The study on alendronate was led by researchers at the University of California, San Francisco (UCSF). The research also showed that women at very high risk of painful spine fractures might be better-off continuing treatment.
"This has important implications as it has not been known whether treatment of osteoporosis should be continued indefinitely," said lead author Dennis Black, PhD, professor in the UCSF Department of Epidemiology and Biostatistics. "Because women with osteoporosis, particularly older post-menopausal women, often need to take multiple drugs, this would be welcome news for this group."
"We found that women who discontinued the drug had the same rate of non-spine fractures as women who continued using the drug," he said. "However, for clinically-recognized spine fractures, usually discovered due to back pain, continuing alendronate was better than discontinuing. And, if women choose to continue, we showed that 10 years of treatment is safe." Alendronate is used to reduce bone loss, increase bone density and reduce the risk of spine, wrist and hip fractures in postmenopausal women. Bisphosphonates are the most commonly used treatment for postmenopausal osteoporosis.

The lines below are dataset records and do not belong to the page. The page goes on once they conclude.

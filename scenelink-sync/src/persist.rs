//! Scene files: the replication protocol written to disk.
//!
//! ```text
//! #scenelink
//! SEND_GEOM { name cube1 ... }
//! CREATE { name cube1 }
//! CHNG_IO { basename { } }
//! CHNG_CAM { ... }
//! DONE { }
//! ```
//!
//! A file is one context behind a header token; there is no length
//! framing. Saving a full scene writes the same records a joining peer
//! receives, saving incrementally writes the update records, and loading
//! runs the ordinary decode loop. Files whose first token is not the header
//! are offered to a chain of alternate-format loaders.

use std::fs::File;
use std::io::{BufWriter, ErrorKind, Write};
use std::path::{Path, PathBuf};

use scenelink_core::{DependencyOracle, SceneStore};
use thiserror::Error;

use crate::record::Record;
use crate::session::{ContextError, ContextReport, ReplicationSession, SnapshotTarget, Source};

/// First token of every scene file.
pub const FILE_HEADER: &str = "#scenelink";

#[derive(Error, Debug)]
pub enum LoadError {
    #[error("cannot open {path}: {reason}")]
    StreamUnavailable { path: PathBuf, reason: String },

    #[error("{path}: unrecognized format (starts with '{header}') and no alternate loader accepted it")]
    UnrecognizedFormat { path: PathBuf, header: String },

    #[error("error reading {path}: {reason}")]
    Read { path: PathBuf, reason: String },

    #[error(transparent)]
    Context(#[from] ContextError),
}

#[derive(Error, Debug)]
pub enum SaveError {
    #[error("cannot write {path}: {source}")]
    Io {
        path: PathBuf,
        #[source]
        source: std::io::Error,
    },
}

/// Loads scene files in some other format.
pub trait SceneLoader: Send + Sync {
    fn name(&self) -> &str;

    /// Load `path` into `store`. `Ok(false)` means the format is not this
    /// loader's.
    fn load(&self, path: &Path, bytes: &[u8], store: &mut SceneStore) -> Result<bool, LoadError>;
}

#[derive(Debug, Clone, PartialEq, Eq)]
pub enum LoadOutcome {
    Native(ContextReport),
    Fallback { loader: String },
}

/// Write the full scene to `path`. Returns the number of records written.
pub fn save_full(
    path: &Path,
    store: &SceneStore,
    session: &ReplicationSession,
    oracle: &dyn DependencyOracle,
) -> Result<usize, SaveError> {
    let records = session.full_snapshot(store, oracle, SnapshotTarget::File);
    write_file(path, &records)
}

/// Write the incremental update records to `path`.
pub fn save_incremental(
    path: &Path,
    store: &SceneStore,
    session: &ReplicationSession,
) -> Result<usize, SaveError> {
    let records = session.incremental(store);
    write_file(path, &records)
}

fn write_file(path: &Path, records: &[Record]) -> Result<usize, SaveError> {
    let io_err = |source| SaveError::Io {
        path: path.to_path_buf(),
        source,
    };
    let file = File::create(path).map_err(io_err)?;
    let mut out = BufWriter::new(file);
    write_context(&mut out, records).map_err(io_err)?;
    out.flush().map_err(io_err)?;
    log::info!("saved {} records to {}", records.len(), path.display());
    Ok(records.len())
}

/// Write the header and `records` to `out`.
pub fn write_context(out: &mut impl Write, records: &[Record]) -> std::io::Result<()> {
    writeln!(out, "{FILE_HEADER}")?;
    for record in records {
        writeln!(out, "{}", record.encode())?;
    }
    Ok(())
}

/// Load a scene file into `store`.
pub fn load(
    path: &Path,
    store: &mut SceneStore,
    session: &mut ReplicationSession,
    loaders: &[Box<dyn SceneLoader>],
) -> Result<LoadOutcome, LoadError> {
    let bytes = std::fs::read(path).map_err(|e| match e.kind() {
        ErrorKind::NotFound | ErrorKind::PermissionDenied => LoadError::StreamUnavailable {
            path: path.to_path_buf(),
            reason: e.to_string(),
        },
        _ => LoadError::Read {
            path: path.to_path_buf(),
            reason: e.to_string(),
        },
    })?;

    if let Some(body) = native_body(&bytes) {
        let body = std::str::from_utf8(body).map_err(|e| LoadError::Read {
            path: path.to_path_buf(),
            reason: e.to_string(),
        })?;
        let report = session.apply_context(store, body, Source::File)?;
        log::info!("loaded {} records from {}", report.records, path.display());
        return Ok(LoadOutcome::Native(report));
    }

    for loader in loaders {
        if loader.load(path, &bytes, store)? {
            log::info!("loaded {} with {}", path.display(), loader.name());
            return Ok(LoadOutcome::Fallback {
                loader: loader.name().to_string(),
            });
        }
        log::debug!("{} declined {}", loader.name(), path.display());
    }

    let header: String = String::from_utf8_lossy(&bytes[..bytes.len().min(16)])
        .split_whitespace()
        .next()
        .unwrap_or_default()
        .to_string();
    Err(LoadError::UnrecognizedFormat {
        path: path.to_path_buf(),
        header,
    })
}

/// The part after the header, if `bytes` starts with it.
fn native_body(bytes: &[u8]) -> Option<&[u8]> {
    let start = bytes.iter().position(|b| !b.is_ascii_whitespace())?;
    let rest = bytes[start..].strip_prefix(FILE_HEADER.as_bytes())?;
    match rest.first() {
        None => Some(rest),
        Some(b) if b.is_ascii_whitespace() => Some(rest),
        Some(_) => None,
    }
}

The study found differences in bone loss in those who continued versus those who stopped but the differences were surprisingly modest and there were no differences in rates of non-spine fractures or in spine fractures as assessed by comparison of spine x-rays. While the results suggest discontinuation of the treatment for some women, women at a very high risk of clinical spine fractures may benefit by continuing beyond five years, according to Black.